Grazie  molte in anticipo a cui vorrá aiutarmi.


----------



## Passante

Ma la frase precedente cosa dice?
Sembrerebbe che l'avvocato stia quasi accusando l'uomo di prendersi meriti che non ha e l'uomo infatti asserisce : non dico di averla salvata, ho semplicemente agito per cortesia, non per salvarla.
Se è giusto forse parafraserei:
Quindi non era nelle sue intenzioni, in alcun modo, di salvarle la vita?
PS è l'opposto di:" non è forse il caso di dire che le ha salvato la vita? " ma quando ci sono le negazioni vado in confusione anche io che sono italiana


----------



## bearded

zipp404 said:


> «*Non era assolutamente il caso di* dire che le aveva salvato la vita?»


Io parafraserei così: 

 ''  Non sarebbe stato davvero (più) opportuno dire che le aveva salvato la vita?  ''


Dal contesto, mi pare di capire che in tribunale questo argomento non sia stato fatto valere.


----------



## Passante

Ecco scusate riprovo, ho avuto un illuminazione, anche se dovrei leggere il testo precedente:
Esclude a priori (=non è assolutamente il caso) di dire che le ha salvato la vita? 
Fila anche con la risposta successiva e ricalca anche il precedente contributo.


----------



## Mary49

Per me si tratta di una domanda retorica (con risposta ovviamente affermativa), in cui "assolutamente" assume valore positivo: "Era decisamente il caso di dire ...?". E' chiaro che l'avvocato difensore usa questo gesto per scagionare il cliente.


----------



## zipp404

Per quanto possa esservi utile, il dialogo tra l’avvocato difensore e l’imputato non si svolge in tribunale ma in prigione in fase preparatoria prima dell'udienza col contradditorio delle parti in tribunale.  L’avvocato difensore va a trovare l’uomo accusato di omicidio in prigione per informarsi sui fatti allo scopo di prepararsi per la difesa dell’imputato in tribunale.
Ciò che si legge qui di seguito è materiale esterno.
// Unit tests for JobSwipe core logic

use chrono::{Duration, Utc};
use jobswipe::core::{canonical_pair, filter_candidates, merge_interest, InterestFlags, PairSlot, PairingError};
use jobswipe::models::{ExperienceLevel, InterestRelation, JobCategory, JobPosting, JobType};
use std::collections::HashSet;
use uuid::Uuid;

fn posting(job_type: JobType, category: JobCategory) -> JobPosting {
    JobPosting {
        id: Uuid::new_v4(),
        job_type,
        category,
        name: "Test".to_string(),
        phone: "555-0100".to_string(),
        hourly_rate: 30.0,
        experience_level: ExperienceLevel::Beginner,
        description: String::new(),
        location: "Cologne".to_string(),
        created_at: Utc::now(),
        is_active: true,
    }
}

fn relation_for(pair_employer: Uuid, pair_worker: Uuid, flags: InterestFlags) -> InterestRelation {
    InterestRelation {
        id: Uuid::new_v4(),
        employer_job_id: pair_employer,
        worker_job_id: pair_worker,
        employer_interested: flags.employer_interested,
        worker_interested: flags.worker_interested,
        is_matched: flags.is_matched(),
        created_at: Utc::now(),
        matched_at: None,
    }
}

#[test]
fn test_canonical_pair_employer_slot_fixed() {
    let employer = posting(JobType::SeekingWorker, JobCategory::Electrician);
    let worker = posting(JobType::SeekingWork, JobCategory::Electrician);

    let from_employer = canonical_pair(&employer, &worker).unwrap();
    let from_worker = canonical_pair(&worker, &employer).unwrap();

    assert_eq!(from_employer.employer_job_id, employer.id);
    assert_eq!(from_worker.employer_job_id, employer.id);
    assert_eq!(from_employer.acting_slot, PairSlot::Employer);
    assert_eq!(from_worker.acting_slot, PairSlot::Worker);
}

#[test]
fn test_same_side_pair_is_invalid() {
    let a = posting(JobType::SeekingWork, JobCategory::Painter);
    let b = posting(JobType::SeekingWork, JobCategory::Painter);

    assert_eq!(
        canonical_pair(&a, &b),
        Err(PairingError::SameSide(JobType::SeekingWork))
    );
}

#[test]
fn test_interest_flags_single_bit() {
    for slot in [PairSlot::Employer, PairSlot::Worker] {
        let flags = InterestFlags::for_slot(slot);
        assert_ne!(flags.employer_interested, flags.worker_interested);
        assert!(!flags.is_matched());
    }
}

#[test]
fn test_merge_promotes_exactly_once() {
    let employer_flags = InterestFlags::for_slot(PairSlot::Employer);
    let worker_flags = InterestFlags::for_slot(PairSlot::Worker);
    let mut rel = relation_for(Uuid::new_v4(), Uuid::new_v4(), employer_flags);

    assert!(!merge_interest(&mut rel, employer_flags, Utc::now()));
    assert!(merge_interest(&mut rel, worker_flags, Utc::now()));
    assert!(!merge_interest(&mut rel, worker_flags, Utc::now()));
    assert!(rel.is_matched);
}

#[test]
fn test_merge_stamps_matched_at_once() {
    let mut rel = relation_for(
        Uuid::new_v4(),
        Uuid::new_v4(),
        InterestFlags::for_slot(PairSlot::Worker),
    );

    let promote_time = Utc::now();
    merge_interest(&mut rel, InterestFlags::for_slot(PairSlot::Employer), promote_time);
    assert_eq!(rel.matched_at, Some(promote_time));

    merge_interest(
        &mut rel,
        InterestFlags::for_slot(PairSlot::Employer),
        promote_time + Duration::minutes(5),
    );
    assert_eq!(rel.matched_at, Some(promote_time));
}

#[test]
fn test_filter_rejects_wrong_side_and_category() {
    let source = posting(JobType::SeekingWorker, JobCategory::Electrician);

    let pool = vec![
        posting(JobType::SeekingWork, JobCategory::Electrician),
        posting(JobType::SeekingWork, JobCategory::Plumber),
        posting(JobType::SeekingWorker, JobCategory::Electrician),
    ];
    let expected = pool[0].id;

    let result = filter_candidates(&source, pool, &HashSet::new(), 50);
    assert_eq!(result.len(), 1);
    assert_eq!(result[0].id, expected);
}

#[test]
fn test_filter_respects_page_size() {
    let source = posting(JobType::SeekingWork, JobCategory::Handyman);
    let pool: Vec<JobPosting> = (0..80)
        .map(|_| posting(JobType::SeekingWorker, JobCategory::Handyman))
        .collect();

    let result = filter_candidates(&source, pool, &HashSet::new(), 50);
    assert_eq!(result.len(), 50);
}

#[test]
fn test_experience_level_round_trip() {
    for level in [
        ExperienceLevel::Beginner,
        ExperienceLevel::Intermediate,
        ExperienceLevel::Expert,
    ] {
        let raw = u8::from(level);
        assert_eq!(ExperienceLevel::try_from(raw), Ok(level));
    }
}

#[test]
fn test_posting_wire_format() {
    let source = posting(JobType::SeekingWorker, JobCategory::Allrounder);
    let json = serde_json::to_value(&source).unwrap();

    assert_eq!(json["job_type"], "seeking_worker");
    assert_eq!(json["category"], "allrounder");
    assert_eq!(json["experience_level"], 1);
    assert_eq!(json["is_active"], true);
}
*L’avvocato*:  «Dobbiamo fare uno sforzo deciso per vedere di toglierci dei guai.  E ci riusciremo, vedrá.  Ma devo conocsere i fatti, tutti. Devo sapere con esattezza fino a che punto il caso potrebbe esserci pregiudizievole.  Poi, potremo studiare la migliore linea di difesa […]  Voglio che mi racconti il modo esatto in cui ha fatto la conoscenza della signora […] »

*L'imputato risponde, ed ecco le frasi antecedenti richieste da Passante nella sezione #4*:  «Avvenne per caso, un giorno […]  Vidi una signora che attarversava la strada.  Era carica di pachetti […]  Nel bel mezzo della strada ne lasciò cadere alcuni, tentò di raccatarli, si accorse che un autobus le era quasi addosso e a stento riuscì ad arrivare sul marciapiede sana e salva […]  Raccatai io i suoi pacchetti, li ripuli del fango come meglio mi fu possibile, rifeci il nodo di uno spago che si era slegato, e glieli consegnai»

*Subito dopo di che l’avvocato difensore fa al imputato la seguente domanda *(il cui significato non sono riuscito a capire molto bene):

*L'avvocato difensore:*  "*Non era assolutamente il caso di dire che le aveva salvato la vita*?"

*A questa domanda l'imputato risponde*:  «Oh, povero me, no!  Il mio non fu altro che un banalissimo gesto di cortesia.  Lei si mostrò immensamente grata […]  Quella sera stessa [la] incontrai di nuovo in casa di un amico […]  Doveva essere … un tipo soggetto a simpatie improvvise e istintive, una di quelle persone pronte a incapricciarsi del primo sconosciuto che incontrano […]  Poi dopo che se n’era andata, venni a sapere … che era ricca […]


----------



## lorenzos

zipp404 said:


> «*Non era assolutamente il caso di* dire che le aveva salvato la vita?»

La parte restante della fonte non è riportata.